Она звонить не стала, открыла дверь своим ключом. Миша сидел в их комнате, крутил Алёшин приёмник перед пепельницей, полной окурков. Вскинулся:
— А Алёшка где?
— Не знаю я, где.
— Постой, ты что, сама приехала? А Алёшка?
— Что ты мне про Алёшку!
— Так он же поехал за тобой. Ему позвонили, сказали, что тебе плохо, он сразу сорвался…
— Откуда позвонили?
— Ну, оттуда… Ты видела его?
Света села. Миша налил ей компоту из холодильника.

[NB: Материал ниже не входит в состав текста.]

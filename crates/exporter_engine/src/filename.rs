use crate::ExportFormat;

/// Windows-safe export name: `{sanitized_basename}.{ext}`.
pub fn export_filename(basename: &str, format: ExportFormat) -> String {
    format!("{}.{}", sanitize_basename(basename), format.extension())
}

fn sanitize_basename(input: &str) -> String {
    let replaced: String = input
        .chars()
        .map(|c| if is_forbidden(c) { '_' } else { c })
        .collect();

    let mut compacted = String::with_capacity(replaced.len());
    for c in replaced.trim_matches(&['_', ' ', '.'][..]).chars() {
        if c == '_' && compacted.ends_with('_') {
            continue;
        }
        compacted.push(c);
    }
    if compacted.is_empty() {
        compacted.push_str("messages");
    }
    if compacted.chars().count() > 80 {
        compacted = compacted.chars().take(80).collect();
    }
    if is_reserved_windows_name(&compacted) {
        compacted.push('_');
    }
    compacted
}

fn is_forbidden(c: char) -> bool {
    matches!(c,
        '\\' | '/' | ':' | '*' | '?' | '"' | '<' | '>' | '|' | '\0'..='\u{1F}'
    )
}

fn is_reserved_windows_name(name: &str) -> bool {
    const RESERVED: &[&str] = &[
        "CON", "PRN", "AUX", "NUL", "COM1", "COM2", "COM3", "COM4", "COM5", "COM6", "COM7", "COM8",
        "COM9", "LPT1", "LPT2", "LPT3", "LPT4", "LPT5", "LPT6", "LPT7", "LPT8", "LPT9",
    ];
    RESERVED.iter().any(|r| r.eq_ignore_ascii_case(name))
}

#[cfg(test)]
mod tests {
    use super::*;

    #[test]
    fn forbidden_characters_collapse() {
        assert_eq!(
            export_filename("DM: alice / bob??", ExportFormat::Markdown),
            "DM_ alice _ bob.md"
        );
    }

    #[test]
    fn empty_and_reserved_names_are_patched() {
        assert_eq!(export_filename("  ..", ExportFormat::Text), "messages.txt");
        assert_eq!(export_filename("con", ExportFormat::Json), "con_.json");
    }
}
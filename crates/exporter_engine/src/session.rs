use std::time::Instant as StdInstant;

use exporter_core::{DiscoveryEngine, DiscoveryError, EnginePhase, Locator, StopKind};
use exporter_logging::{exporter_debug, exporter_info};
use tokio::sync::mpsc;
use tokio::time::{self, Instant, MissedTickBehavior};

/// Things that happen to the session between timer ticks.
#[derive(Debug, Clone, Copy, PartialEq, Eq)]
pub enum HostEvent {
    /// The host list changed structurally (mutation observer analogue).
    ListMutated,
    StopRequested,
    RestartRequested,
}

pub type HostEventSender = mpsc::UnboundedSender<HostEvent>;

pub fn event_channel() -> (HostEventSender, mpsc::UnboundedReceiver<HostEvent>) {
    mpsc::unbounded_channel()
}

/// Drives one engine over one locator: fixed-interval ticks plus host events.
///
/// Everything runs on the calling task; there is never more than one tick or
/// event being handled at a time.
pub struct DiscoverySession<L: Locator> {
    engine: DiscoveryEngine<L>,
    locator: L,
    events: mpsc::UnboundedReceiver<HostEvent>,
}

impl<L: Locator> DiscoverySession<L> {
    pub fn new(
        engine: DiscoveryEngine<L>,
        locator: L,
        events: mpsc::UnboundedReceiver<HostEvent>,
    ) -> Self {
        Self {
            engine,
            locator,
            events,
        }
    }

    pub fn engine(&self) -> &DiscoveryEngine<L> {
        &self.engine
    }

    pub fn locator(&self) -> &L {
        &self.locator
    }

    /// Runs until the engine stops, returning how it stopped.
    ///
    /// Settings the loop cannot run with are rejected before the engine starts.
    pub async fn run(&mut self) -> Result<StopKind, DiscoveryError> {
        let Self {
            engine,
            locator,
            events,
        } = self;
        engine.settings().validate()?;
        let period = engine.settings().scroll_interval();

        engine.start(locator, now())?;
        let mut ticker = time::interval_at(Instant::now() + period, period);
        ticker.set_missed_tick_behavior(MissedTickBehavior::Delay);
        let mut events_open = true;

        loop {
            tokio::select! {
                _ = ticker.tick() => engine.tick(locator, now()),
                event = events.recv(), if events_open => match event {
                    Some(HostEvent::ListMutated) => engine.on_list_mutated(locator, now()),
                    Some(HostEvent::StopRequested) => engine.stop(StopKind::Manual),
                    Some(HostEvent::RestartRequested) => {
                        exporter_info!("Restart requested");
                        engine.start(locator, now())?;
                        ticker.reset();
                    }
                    None => {
                        exporter_debug!("Host event channel closed; ticking on");
                        events_open = false;
                    }
                },
            }

            if let EnginePhase::Stopped(kind) = engine.phase() {
                return Ok(kind);
            }
        }
    }
}

fn now() -> StdInstant {
    Instant::now().into_std()
}
use std::time::Instant;

use crate::MessageId;

#[derive(Debug, Clone, Copy, PartialEq, Eq)]
pub enum Direction {
    Up,
    Down,
}

impl Direction {
    fn flipped(self) -> Self {
        match self {
            Direction::Up => Direction::Down,
            Direction::Down => Direction::Up,
        }
    }
}

/// Per-run scroll bookkeeping: where we push next and how long we have been stuck.
#[derive(Debug, Clone)]
pub struct ScrollCursor<N> {
    scroller: N,
    direction: Direction,
    last_change: Instant,
    stall_count: u32,
    last_first_id: Option<MessageId>,
    last_seen_count: usize,
}

impl<N> ScrollCursor<N> {
    pub fn new(
        scroller: N,
        now: Instant,
        seen_count: usize,
        first_id: Option<MessageId>,
    ) -> Self {
        Self {
            scroller,
            direction: Direction::Up,
            last_change: now,
            stall_count: 0,
            last_first_id: first_id,
            last_seen_count: seen_count,
        }
    }

    pub fn scroller(&self) -> &N {
        &self.scroller
    }

    pub fn direction(&self) -> Direction {
        self.direction
    }

    pub fn stall_count(&self) -> u32 {
        self.stall_count
    }

    /// Offset to write this tick: the top, unless we are nudging toward the bottom.
    pub fn target_offset(&self, before: u64, bottom: u64) -> u64 {
        if self.direction == Direction::Up || before == 0 {
            0
        } else {
            bottom
        }
    }

    /// Direction update after the write. Sitting at the true top never alternates.
    pub fn record_movement(&mut self, before: u64, after: u64) {
        if after != before {
            self.direction = Direction::Up;
        } else if before != 0 {
            self.direction = self.direction.flipped();
        }
    }

    /// `true` when the seen count or the first visible identity moved since last time.
    pub fn observe(&mut self, seen_count: usize, first_id: Option<&MessageId>) -> bool {
        let first_changed = first_id.is_some() && first_id != self.last_first_id.as_ref();
        if seen_count == self.last_seen_count && !first_changed {
            return false;
        }
        self.last_seen_count = seen_count;
        if let Some(id) = first_id {
            self.last_first_id = Some(id.clone());
        }
        true
    }

    /// Growth-only variant used by the mutation fast path.
    pub fn observe_growth(&mut self, seen_count: usize) -> bool {
        if seen_count == self.last_seen_count {
            return false;
        }
        self.last_seen_count = seen_count;
        true
    }

    pub fn mark_progress(&mut self, now: Instant) {
        self.last_change = now;
        self.stall_count = 0;
    }

    pub fn reset_stalls(&mut self) {
        self.stall_count = 0;
    }

    /// Counts a stall only when the write left us parked at offset 0.
    pub fn record_stall(&mut self, before: u64, after: u64) {
        if after == before && after == 0 {
            self.stall_count += 1;
        } else {
            self.stall_count = 0;
        }
    }

    pub fn since_change(&self, now: Instant) -> std::time::Duration {
        now.saturating_duration_since(self.last_change)
    }
}
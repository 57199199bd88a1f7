//! Status/progress/log hub between the discovery engine and any presentation.
//!
//! Delivery is synchronous, in registration order, to the subscribers present
//! at the time of the notification. Nothing is buffered or replayed.

use std::cell::RefCell;
use std::rc::Rc;

use exporter_logging::{exporter_debug, exporter_info};

/// The three outbound event types the core exposes.
pub trait Notifier {
    fn notify_status(&self, text: &str);
    fn notify_progress(&self, fraction: f64);
    fn notify_log(&self, line: &str);
}

type TextListener = Rc<dyn Fn(&str)>;
type ProgressListener = Rc<dyn Fn(f64)>;

#[derive(Default)]
pub struct NotificationChannel {
    status: RefCell<Vec<TextListener>>,
    progress: RefCell<Vec<ProgressListener>>,
    log: RefCell<Vec<TextListener>>,
}

impl NotificationChannel {
    pub fn new() -> Rc<Self> {
        Rc::new(Self::default())
    }

    pub fn on_status(&self, listener: impl Fn(&str) + 'static) {
        self.status.borrow_mut().push(Rc::new(listener));
    }

    pub fn on_progress(&self, listener: impl Fn(f64) + 'static) {
        self.progress.borrow_mut().push(Rc::new(listener));
    }

    pub fn on_log(&self, listener: impl Fn(&str) + 'static) {
        self.log.borrow_mut().push(Rc::new(listener));
    }
}

// Listeners may subscribe from inside a callback, so deliver from a copy.
fn current<T: ?Sized>(listeners: &RefCell<Vec<Rc<T>>>) -> Vec<Rc<T>> {
    listeners.borrow().clone()
}

impl Notifier for NotificationChannel {
    fn notify_status(&self, text: &str) {
        exporter_info!("Status update: {}", text);
        for listener in current(&self.status) {
            listener(text);
        }
    }

    fn notify_progress(&self, fraction: f64) {
        for listener in current(&self.progress) {
            listener(fraction);
        }
    }

    fn notify_log(&self, line: &str) {
        exporter_debug!("{}", line);
        for listener in current(&self.log) {
            listener(line);
        }
    }
}
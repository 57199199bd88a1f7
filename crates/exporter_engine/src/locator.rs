use exporter_core::{Locator, MessageId, RawMessageRecord, ScrollMetrics};
use scraper::{ElementRef, Html};

use crate::{CompiledSelectors, ElementPath, ItemSnapshot, ScrollHost};

/// [`Locator`] over a [`ScrollHost`], re-parsing the host markup on every query.
pub struct HtmlLocator<H> {
    host: H,
    selectors: CompiledSelectors,
}

impl<H: ScrollHost> HtmlLocator<H> {
    pub fn new(host: H, selectors: CompiledSelectors) -> Self {
        Self { host, selectors }
    }

    pub fn host(&self) -> &H {
        &self.host
    }

    fn document(&self) -> Html {
        Html::parse_document(self.host.markup())
    }
}

impl<H: ScrollHost> Locator for HtmlLocator<H> {
    type Node = ElementPath;
    type Item = ItemSnapshot;

    fn find_list_root(&self) -> Option<ElementPath> {
        let document = self.document();
        let list = document.select(&self.selectors.list).next()?;
        Some(ElementPath::of(list))
    }

    fn parent(&self, node: &ElementPath) -> Option<ElementPath> {
        node.parent()
    }

    fn metrics(&self, node: &ElementPath) -> ScrollMetrics {
        self.host.metrics(node)
    }

    fn set_scroll_top(&mut self, node: &ElementPath, offset: u64) {
        self.host.set_scroll_top(node, offset);
    }

    fn list_visible_items(&self) -> Vec<ItemSnapshot> {
        let document = self.document();
        let Some(list) = document.select(&self.selectors.list).next() else {
            return Vec::new();
        };
        let mut items = Vec::new();
        for item in list.select(&self.selectors.item) {
            let identity = item
                .value()
                .attr(&self.selectors.identity_attribute)
                .filter(|id| !id.is_empty())
                .map(MessageId::from);
            items.push(ItemSnapshot {
                identity,
                html: item.html(),
            });
        }
        items
    }

    fn extract_identity(&self, item: &ItemSnapshot) -> Option<MessageId> {
        item.identity.clone()
    }

    fn extract_base(&self, item: &ItemSnapshot) -> RawMessageRecord {
        let fragment = Html::parse_fragment(&item.html);
        match snapshot_root(&fragment) {
            Some(element) => base_record(&self.selectors, element, item.identity.as_ref()),
            None => RawMessageRecord {
                id: item.identity.as_ref().map(ToString::to_string).unwrap_or_default(),
                ..RawMessageRecord::default()
            },
        }
    }
}

/// The item element of a re-parsed snapshot.
pub(crate) fn snapshot_root(fragment: &Html) -> Option<ElementRef<'_>> {
    fragment
        .root_element()
        .children()
        .find_map(ElementRef::wrap)
}

/// Timestamp, author and body of one item; absent parts become empty strings.
pub(crate) fn base_record(
    selectors: &CompiledSelectors,
    item: ElementRef<'_>,
    identity: Option<&MessageId>,
) -> RawMessageRecord {
    let wrapper = item.select(&selectors.wrapper).next().unwrap_or(item);
    let timestamp = wrapper
        .select(&selectors.timestamp)
        .next()
        .and_then(|el| el.value().attr(&selectors.timestamp_attribute))
        .unwrap_or_default()
        .to_string();

    RawMessageRecord {
        id: identity.map(ToString::to_string).unwrap_or_default(),
        timestamp,
        username: first_text(wrapper, &selectors.username),
        content: first_text(wrapper, &selectors.content),
        attachments: Vec::new(),
        stickers: Vec::new(),
    }
}

fn first_text(scope: ElementRef<'_>, selector: &scraper::Selector) -> String {
    scope
        .select(selector)
        .next()
        .map(|el| el.text().collect::<String>().trim().to_string())
        .unwrap_or_default()
}
//! Logger setup for the CLI.
//!
//! File output goes to `./exporter.log` in the current working directory.

use std::fs::File;
use std::path::PathBuf;

use clap::ValueEnum;
use log::LevelFilter;
use simplelog::{
    ColorChoice, CombinedLogger, Config, ConfigBuilder, SharedLogger, TermLogger, TerminalMode,
    WriteLogger,
};

const LOG_FILE: &str = "./exporter.log";

#[derive(Debug, Clone, Copy, PartialEq, Eq, ValueEnum)]
pub enum LogDestination {
    Terminal,
    File,
    Both,
}

pub fn initialize(destination: LogDestination, verbose: bool) {
    let level = if verbose {
        LevelFilter::Debug
    } else {
        LevelFilter::Info
    };
    let config = build_config();

    let mut loggers: Vec<Box<dyn SharedLogger>> = Vec::new();
    if matches!(destination, LogDestination::Terminal | LogDestination::Both) {
        loggers.push(TermLogger::new(
            level,
            config.clone(),
            TerminalMode::Stderr,
            ColorChoice::Auto,
        ));
    }
    if matches!(destination, LogDestination::File | LogDestination::Both) {
        if let Some(file_logger) = create_file_logger(level, config) {
            loggers.push(file_logger);
        }
    }
    if loggers.is_empty() {
        return;
    }

    let _ = CombinedLogger::init(loggers);
}

fn build_config() -> Config {
    ConfigBuilder::new()
        .set_time_format_rfc3339()
        .set_target_level(LevelFilter::Error)
        .build()
}

fn create_file_logger(level: LevelFilter, config: Config) -> Option<Box<WriteLogger<File>>> {
    let log_path = PathBuf::from(LOG_FILE);
    match File::create(&log_path) {
        Ok(file) => Some(WriteLogger::new(level, config, file)),
        Err(err) => {
            eprintln!("Warning: could not create log file at {:?}: {}", log_path, err);
            None
        }
    }
}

— Светка, ты только не волнуйся. Я слушал: только тех арестовали, что в Москве вышли на площадь, больше, получается, пока никого. А он же даже протест не писал, он только не подписал ту телегу. Ты пей компот давай, и будем сидеть и ждать. Он просил меня пока побыть тут на телефоне.

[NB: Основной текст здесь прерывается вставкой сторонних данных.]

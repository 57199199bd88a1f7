use std::path::PathBuf;

use anyhow::Result;
use clap::{Parser, Subcommand};
use exporter_engine::ExportFormat;

mod logging;
mod replay;
mod settings;

use logging::LogDestination;

#[derive(Debug, Parser)]
#[command(name = "dm-exporter")]
#[command(about = "Scrolls a virtualized message list back to the top and exports every message.")]
#[command(version)]
struct Cli {
    /// Where log lines go
    #[arg(long, value_enum, default_value = "file", global = true)]
    log: LogDestination,

    /// Log at debug level
    #[arg(long, short, global = true)]
    verbose: bool,

    #[command(subcommand)]
    command: Commands,
}

#[derive(Debug, Subcommand)]
enum Commands {
    /// Replay a directory of captured frames (newest first by file name) and export
    Replay(ReplayArgs),

    /// Write the default configuration as RON
    Config {
        /// Target file
        #[arg(value_name = "PATH")]
        path: PathBuf,
    },
}

#[derive(Debug, clap::Args)]
pub struct ReplayArgs {
    /// Directory with `*.html` frames
    #[arg(value_name = "FRAMES_DIR")]
    pub frames_dir: PathBuf,

    /// RON config file; defaults apply when absent
    #[arg(long, value_name = "PATH")]
    pub config: Option<PathBuf>,

    /// Export formats, comma separated
    #[arg(long = "format", value_delimiter = ',', default_value = "txt,json,md")]
    pub formats: Vec<ExportFormat>,

    /// Output directory
    #[arg(long, default_value = ".")]
    pub out: PathBuf,

    /// Stop manually after this many seconds, exporting what was found so far
    #[arg(long, value_name = "SECS")]
    pub time_limit: Option<u64>,
}

fn main() -> Result<()> {
    let cli = Cli::parse();
    logging::initialize(cli.log, cli.verbose);

    match cli.command {
        Commands::Replay(args) => replay::run(&args),
        Commands::Config { path } => {
            let written = settings::save_config(&path, &exporter_core::ExporterConfig::default())?;
            println!("Wrote default config to {}", written.display());
            Ok(())
        }
    }
}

Телефон уже год как провели в их квартиру, он стоял на тумбочке в коммунальном коридоре. Но никто не звонил, и к десяти вечера стало ясно, что Алёша домой не вернётся. Тогда сел названивать Миша. А Свету, чтоб не мешала, чай погнал заваривать.
Она уже заварила, поставила чашки с синими блюдечками. Спохватилась, что Миша голодный, наверное, и накроила докторской колбасы с хлебом. Алёша всё забывал наточить оба ножа, они резали один паскудней другого.

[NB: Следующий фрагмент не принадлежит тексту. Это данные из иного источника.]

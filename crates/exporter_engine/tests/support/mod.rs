#![allow(dead_code)]

use std::sync::Once;

use exporter_core::{ScrollMetrics, Selectors};
use exporter_engine::{CompiledSelectors, ElementPath, ScrollHost};

pub fn init_logging() {
    static INIT: Once = Once::new();
    INIT.call_once(exporter_logging::initialize_for_tests);
}

pub fn selectors() -> CompiledSelectors {
    CompiledSelectors::compile(&Selectors::default()).unwrap()
}

pub fn message(id: &str, user: &str, timestamp: &str, content: &str) -> String {
    format!(
        r#"<li role="listitem" id="{id}"><div role="article"><h3><span id="message-username-{id}">{user}</span><time datetime="{timestamp}">today</time></h3><div id="message-content-{id}">{content}</div></div></li>"#
    )
}

pub fn frame(items: &[String]) -> String {
    format!(
        r#"<html><head><title>dm</title></head><body><div id="app"><main class="scroller"><ol data-list-id="chat-messages">{}</ol></main></div></body></html>"#,
        items.concat()
    )
}

/// Frames of `per_frame` messages each, newest frame first, ids unique across frames.
pub fn numbered_frames(frames: usize, per_frame: usize) -> Vec<String> {
    (0..frames)
        .map(|f| {
            let items: Vec<String> = (0..per_frame)
                .map(|i| {
                    let n = (frames - f) * 100 + i;
                    message(
                        &format!("chat-messages-{n}"),
                        "alice",
                        "2024-01-01T00:00:00Z",
                        &format!("message {n}"),
                    )
                })
                .collect();
            frame(&items)
        })
        .collect()
}

/// A document that never scrolls.
pub struct StaticHost {
    pub markup: String,
}

impl ScrollHost for StaticHost {
    fn markup(&self) -> &str {
        &self.markup
    }

    fn metrics(&self, _path: &ElementPath) -> ScrollMetrics {
        ScrollMetrics {
            scroll_top: 0,
            scroll_height: 100,
            client_height: 100,
        }
    }

    fn set_scroll_top(&mut self, _path: &ElementPath, _offset: u64) {}
}
use std::fs;
use std::io;
use std::path::{Path, PathBuf};

use exporter_core::{ExporterConfig, InvalidSettings};
use exporter_engine::{AtomicFileWriter, PersistError};
use exporter_logging::{exporter_info, exporter_warn};

#[derive(Debug, thiserror::Error)]
pub enum SettingsError {
    #[error("failed to read config {}: {source}", path.display())]
    Read {
        path: PathBuf,
        #[source]
        source: io::Error,
    },
    #[error("failed to parse config {}: {source}", path.display())]
    Parse {
        path: PathBuf,
        #[source]
        source: ron::error::SpannedError,
    },
    #[error("invalid config {}: {source}", path.display())]
    Invalid {
        path: PathBuf,
        #[source]
        source: InvalidSettings,
    },
    #[error("failed to serialize config: {0}")]
    Serialize(#[from] ron::Error),
    #[error("config path {} has no file name", .0.display())]
    NoFileName(PathBuf),
    #[error("failed to write config: {0}")]
    Write(#[from] PersistError),
}

/// Reads a RON config. A missing file yields the defaults; absent fields too.
pub fn load_config(path: &Path) -> Result<ExporterConfig, SettingsError> {
    let content = match fs::read_to_string(path) {
        Ok(text) => text,
        Err(err) if err.kind() == io::ErrorKind::NotFound => {
            exporter_warn!("Config {:?} not found, using defaults", path);
            return Ok(ExporterConfig::default());
        }
        Err(source) => {
            return Err(SettingsError::Read {
                path: path.to_path_buf(),
                source,
            })
        }
    };

    let config: ExporterConfig = ron::from_str(&content).map_err(|source| SettingsError::Parse {
        path: path.to_path_buf(),
        source,
    })?;
    config.scroll.validate().map_err(|source| SettingsError::Invalid {
        path: path.to_path_buf(),
        source,
    })?;
    exporter_info!("Loaded config from {:?}", path);
    Ok(config)
}

pub fn save_config(path: &Path, config: &ExporterConfig) -> Result<PathBuf, SettingsError> {
    let file_name = path
        .file_name()
        .map(|name| name.to_string_lossy().into_owned())
        .ok_or_else(|| SettingsError::NoFileName(path.to_path_buf()))?;
    let dir = match path.parent() {
        Some(parent) if !parent.as_os_str().is_empty() => parent.to_path_buf(),
        _ => PathBuf::from("."),
    };

    let pretty = ron::ser::PrettyConfig::new();
    let content = ron::ser::to_string_pretty(config, pretty)?;
    let written = AtomicFileWriter::new(dir).write(&file_name, &content)?;
    exporter_info!("Wrote config to {:?}", written);
    Ok(written)
}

Сидела на тахте, балансировала ложечкой на кончике пальца. Ложечка качалась, как маленькое коромысло: туда-сюда.
Миша вошёл в комнату, сияя.
— Всё выяснил! Его повязали по хулиганке на пятнадцать суток, он в спецприёмнике сейчас. В три часа взяли. Значит, и выпускать будут в три. Не дрейфь, Светка, это же не срок, это так — административный арест. Значит, его пугают просто. Соли на хвост вместо отпуска… Если бы срок — сразу взяли бы по-настоящему.
Это Миша врал. Знал, что бывало и такое: раньше сутки, а потом уже — предъявление обвинения. Света на него взглянула и поняла, что врёт.
— Ну, Светка, ну погодим. Я завтра постараюсь выяснить по контактам, что к чему. Я сейчас только Ленке позвоню, ладно?
Он позвонил Лене и сказал, что ночует у Светки. Её не надо сейчас оставлять одну. Ну, он потом объяснит. И путь бы Ленка тоже приехала. Ну конечно, и Илюшу одного на ночь нечего оставлять. Но с утра! Ему ж на работу завтра, а Светку, он же говорит…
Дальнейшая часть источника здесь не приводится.